Welcome to the OMAP-L138/C6748/AM1808 Hardware Design Guide.  The purpose of this guide is to walk hardware designers through the various stages of designing a board around OMAP-L138/C6748/AM1808 .  The guide follows the structure shown in the Hardware Design Timeline above.  Each design stage in the Timeline links to a collection of useful documentation, application notes, and design recommendations pertaining to that stage.  Using this Guide, hardware designers can efficiently locate the resources they need at every step in the board design flow.

Constructing the Block Diagram[edit]

The first step in designing the hardware platform is to create a detailed block diagram.  The block diagram should contain all major system ICs and illustrate which I/O ports are used for device interconnection.  Below is a collection of resources to aid in the Block Diagram creation process.
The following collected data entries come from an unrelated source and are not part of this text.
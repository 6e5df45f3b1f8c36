//! Index one GitHub repository into the vector store.
//!
//! The run is three checkpointed steps: `get-token`, `fetch-files` and
//! `index-codebase`. Missing identity fields, a missing credential and an
//! empty repository end the run with a structured outcome. Everything else
//! propagates out of the failing step once its retries are spent.
//!
//! Once a run reaches an outcome, the outcome is stored as `run-outcome` and
//! the other step results of the run (token, file contents) are deleted.

mod batches;
mod types;

pub use types::{
    EMBEDDING_BATCH_SIZE, IndexCodebaseSummary, IndexRepositoryDeps, IndexRepositoryInput,
    IndexRunOutcome, NO_TOKEN_ERROR, STEP_FETCH_FILES, STEP_GET_TOKEN, STEP_INDEX_CODEBASE,
    STEP_RUN_OUTCOME,
};

use crate::workflow::WorkflowRun;
use repo_indexer_domain::{ChunkingOptions, CredentialProvider, RepositoryIdentity, SourceFile};
use repo_indexer_ports::{
    ListTextFilesRequest, LogLevel, LoggerPort, NoopLogger, TokenRequest, log_fields,
};
use repo_indexer_shared::{RequestContext, Result, SecretString};
use serde_json::json;

/// Run (or resume) the indexing job for one `repository.connected` trigger.
///
/// Re-invoking with the same `run_id` reuses every completed step, so a run
/// that already finished returns the same outcome without external calls.
#[tracing::instrument(name = "index_repository", skip_all, fields(run_id = %input.run_id))]
pub async fn index_repository(
    ctx: &RequestContext,
    deps: &IndexRepositoryDeps,
    input: IndexRepositoryInput,
) -> Result<IndexRunOutcome> {
    ctx.ensure_not_cancelled("index_repository")?;

    let run_fields = log_fields([("runId", json!(&*input.run_id))]);
    let logger: Box<dyn LoggerPort> = match deps.logger.as_ref() {
        Some(logger) => logger.child(run_fields),
        None => Box::new(NoopLogger),
    };

    let identity = match RepositoryIdentity::parse(
        input.owner.as_deref(),
        input.repo.as_deref(),
        input.user_id.as_deref(),
    ) {
        Ok(identity) => identity,
        Err(error) => {
            let message = error.to_string();
            logger.warn(
                "index.identity_invalid",
                &message,
                Some(log_fields([("missingFields", json!(error.missing))])),
            );
            return Ok(IndexRunOutcome::failed(message));
        },
    };

    let logger = logger.child(log_fields([
        ("owner", json!(identity.owner())),
        ("repo", json!(identity.repo())),
    ]));
    logger.info("index.run_started", "Indexing started", None);

    let run = WorkflowRun::new(&input.run_id, deps.steps.as_ref(), input.retry, logger.as_ref());
    if let Some(outcome) = run.cached::<IndexRunOutcome>(ctx, STEP_RUN_OUTCOME).await? {
        logger.debug(
            "workflow.step_cached",
            "Finished run replayed",
            Some(log_fields([("step", json!(STEP_RUN_OUTCOME))])),
        );
        return Ok(outcome);
    }

    let result = run_steps(ctx, deps, &identity, input.chunking, &run, logger.as_ref()).await;
    if let Ok(outcome) = &result {
        run.finish(ctx, STEP_RUN_OUTCOME, outcome).await?;
    }

    if let Err(error) = &result {
        let step = error.metadata.get("step").map_or("unknown", String::as_str);
        logger.failure(
            LogLevel::Error,
            "index.step_failed",
            "Indexing step failed",
            error,
            Some(log_fields([("step", json!(step))])),
        );
    }
    result
}

async fn run_steps(
    ctx: &RequestContext,
    deps: &IndexRepositoryDeps,
    identity: &RepositoryIdentity,
    chunking: ChunkingOptions,
    run: &WorkflowRun<'_>,
    logger: &dyn LoggerPort,
) -> Result<IndexRunOutcome> {
    let user_id = identity.user_id();
    let token: Option<String> = run
        .step(ctx, STEP_GET_TOKEN, move || lookup_token(ctx, deps, user_id))
        .await?;
    let Some(token) = token.map(SecretString::from) else {
        logger.warn(
            "index.credential_missing",
            NO_TOKEN_ERROR,
            Some(log_fields([("userId", json!(user_id))])),
        );
        return Ok(IndexRunOutcome::failed(NO_TOKEN_ERROR));
    };

    let token = &token;
    let files: Vec<SourceFile> = run
        .step(ctx, STEP_FETCH_FILES, move || {
            fetch_files(ctx, deps, identity, token)
        })
        .await?;
    logger.info(
        "index.files_fetched",
        "Repository files fetched",
        Some(log_fields([("fileCount", json!(files.len()))])),
    );

    if files.is_empty() {
        logger.info("index.no_files", "Repository has no indexable files", None);
        return Ok(IndexRunOutcome::completed(0, 0));
    }

    let chunks = batches::chunk_files(&files, chunking);
    let chunks = chunks.as_slice();
    let summary: IndexCodebaseSummary = run
        .step(ctx, STEP_INDEX_CODEBASE, move || {
            batches::index_chunks(ctx, deps, identity, chunks, logger)
        })
        .await?;

    logger.info(
        "index.run_completed",
        "Indexing completed",
        Some(log_fields([
            ("filesProcessed", json!(files.len())),
            ("chunksIndexed", json!(summary.chunks_indexed)),
            ("batches", json!(summary.batches)),
        ])),
    );
    Ok(IndexRunOutcome::completed(files.len(), summary.chunks_indexed))
}

// The token is cached as plain text in the step store, which shares the
// credential store's trust domain.
async fn lookup_token(
    ctx: &RequestContext,
    deps: &IndexRepositoryDeps,
    user_id: &str,
) -> Result<Option<String>> {
    let token = deps
        .credentials
        .get_token(
            ctx,
            TokenRequest {
                user_id: user_id.into(),
                provider: CredentialProvider::GitHub,
            },
        )
        .await?;
    Ok(token
        .filter(|token| !token.is_blank())
        .map(|token| token.into_inner().into_string()))
}

async fn fetch_files(
    ctx: &RequestContext,
    deps: &IndexRepositoryDeps,
    identity: &RepositoryIdentity,
    token: &SecretString,
) -> Result<Vec<SourceFile>> {
    deps.fetcher
        .list_text_files(
            ctx,
            ListTextFilesRequest {
                token: token.clone(),
                owner: identity.owner().into(),
                repo: identity.repo().into(),
            },
        )
        .await
        .map_err(|error| {
            error
                .with_metadata("owner", identity.owner())
                .with_metadata("repo", identity.repo())
        })
}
• Select from a list of complementary devices to attach to OMAP-L138/C6748/AM1808 in your system
  • OMAP-L138/C6748/AM1808 Complementary IC Wiki

Selecting the Boot Mode[edit]

The block diagram should also indicate which interface will be used for booting the OMAP-L138/C6748/AM1808 .  Upon coming out of reset, the processor must boot up by loading its application code from external storage. The application code can be loaded from a ROM or can be downloaded from another processor in the system.  The processor contains a primary bootloader burned into its internal ROM which is run by the processor after coming out of reset. This primary bootloader performs some critical initial tasks and then loads application code from the external interface specified by the processor boot configuration pins. See the below information for selecting an implementing the right boot mode for your system.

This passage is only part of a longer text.